Adverse reactions from two additional fixed-dose, activecontrolled, 12-week treatment duration, postmarketing studies, in which 576 patients were treated with oxybutynin chloride extended-release tablets 10 mg/day, are also listed in Table 2 (second column).
|Body System||Adverse Reactions||Oxybutynin Chloride ER Tablets||Oxybutynin Chloride ER Tablets|
|5 – 30 mg/day (n = 429)||10 mg/day (n = 576)|
|Special senses||blurred vision||8||1|
|Urogenital||urinary tract infection||5||5|
The most common adverse reactions reported by the 429 patients receiving 5 — 30 mg/day oxybutynin chloride extended-release tablets were the expected side effects of anticholinergic agents.

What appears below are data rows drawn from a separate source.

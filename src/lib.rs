pub mod auth;
pub mod config;
pub mod db;
pub mod docs;
pub mod handlers;
pub mod models;
pub mod routes;
pub mod rtc;
pub mod services;
pub mod ws;

use std::sync::Arc;

use ws::hub::RoomHub;

/// Shared handles passed into every route at construction time
#[derive(Clone)]
pub struct AppState {
    pub hub: Arc<RoomHub>,
}

impl AppState {
    pub fn new() -> Self {
        Self {
            hub: Arc::new(RoomHub::new()),
        }
    }
}

impl Default for AppState {
    fn default() -> Self {
        Self::new()
    }
}
use axum::Router;
use pastejet::config::{self, Config};
use pastejet::docs::ApiDoc;
use pastejet::routes::api::create_api_routes;
use pastejet::services::{exec_service, profile_service};
use pastejet::{db, AppState};
use std::panic;
use std::time::Duration;
use tower_http::trace::TraceLayer;
use tracing::{error, info, warn};
use tracing_subscriber::{fmt, prelude::*, EnvFilter};
use utoipa::OpenApi;
use utoipa_swagger_ui::SwaggerUi;

#[tokio::main]
async fn main() {
    // Set panic hook for better error messages
    panic::set_hook(Box::new(|info| {
        eprintln!("PANIC: {info}");
    }));

    // Initialize tracing
    tracing_subscriber::registry()
        .with(fmt::layer())
        .with(EnvFilter::try_from_default_env().unwrap_or_else(|_| {
            // Default to info level, but allow debug for our app
            "pastejet=debug,tower_http=debug,axum::rejection=trace,info".into()
        }))
        .init();

    info!("Starting server...");

    // Load configuration
    let config = Config::load().unwrap_or_else(|e| {
        error!("Failed to load configuration: {}", e);
        warn!("Using default configuration");
        Config::default()
    });
    config::init_config(config);
    let config = config::get_config();

    // Initialize database connection if URL is provided
    if let Some(db_url) = &config.db_url {
        match db::init_db(db_url).await {
            Ok(_) => info!("Database initialized successfully"),
            Err(e) => {
                error!("Failed to initialize database: {}", e);
                warn!("Pastes, clipboards and rooms will not be available");
            }
        }
    } else {
        warn!("No database URL configured - pastes, clipboards and rooms will not be available");
    }

    // Initialize the execution-service client if configured
    if let Some(exec_url) = &config.exec_service_url {
        match exec_service::init_exec_client(
            exec_url.clone(),
            Duration::from_secs(config.exec_timeout_secs),
        ) {
            Ok(_) => info!("Execution client initialized ({})", exec_url),
            Err(e) => error!("Failed to initialize execution client: {}", e),
        }
    } else {
        warn!("No execution service configured - code runs will be rejected");
    }

    // Caches
    profile_service::init_display_name_cache();

    // Shared state: the live-channel hub
    let state = AppState::new();

    // Create API routes
    let api_routes = create_api_routes(state);

    // Combine all routes
    let app_routes = Router::new()
        // Mount API routes
        .nest("/api", api_routes)
        // Mount Swagger UI
        .merge(SwaggerUi::new("/swagger").url("/api-docs/openapi.json", ApiDoc::openapi()))
        // Add tracing layer
        .layer(TraceLayer::new_for_http());

    // Start the HTTP/API server
    let listener = tokio::net::TcpListener::bind(config.server_address())
        .await
        .unwrap_or_else(|_| panic!("Failed to bind to {}", config.server_address()));

    info!("🚀 Server running on http://{}", config.server_address());
    info!(
        "📡 Room live channels at ws://{}/api/v1/rooms/{{room_id}}/ws",
        config.server_address()
    );
    info!(
        "📚 Swagger UI available at http://{}/swagger",
        config.server_address()
    );

    axum::serve(listener, app_routes)
        .await
        .expect("Server failed to start");
}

The incidence of dry mouth was dose-related.
The discontinuation rate for all adverse reactions was 6.8% in the 429 patients from the 4 studies of efficacy and safety who received 5-30 mg/day. The most frequent adverse reactions causing early discontinuation of study medication was nausea (1.9%), while discontinuation due to dry mouth was 1.2%.
In addition, the following adverse reactions were reported by ≥ 1 to < 5% of all patients who received oxybutynin chloride extended-release tablets in the 6 adjustable and fixed-dose efficacy and safety studies. Psychiatric disorders: depression, nervousness, insomnia, confusional state; Nervous System Disorders: dysgeusia; Cardiac disorders: palpitations; Vascular disorders: hypertension; Respiratory, thoracic and mediastinal disorders: nasal dryness, cough, oropharyngeal pain, dry throat; Gastrointestinal Disorders: gastroesophageal reflux disease, abdominal pain, flatulence, vomiting; Skin and subcutaneous tissue disorders: dry skin, pruritus; Renal and urinary disorders: urinary retention, urinary hesitation, dysuria; General disorders and administration site conditions: fatigue, edema peripheral, chest pain.
The following adverse reactions were reported by <1% of oxybutynin chloride extended-release tablets-treated patients and at a higher incidence than placebo in clinical trials: Metabolism and Nutrition Disorders: anorexia, fluid retention; Vascular disorders: hot flush; Respiratory, thoracic and mediastinal disorders: dysphonia; Gastrointestinal Disorders: dysphagia, frequent bowel movements; General disorders and administration site conditions: chest discomfort, thirst.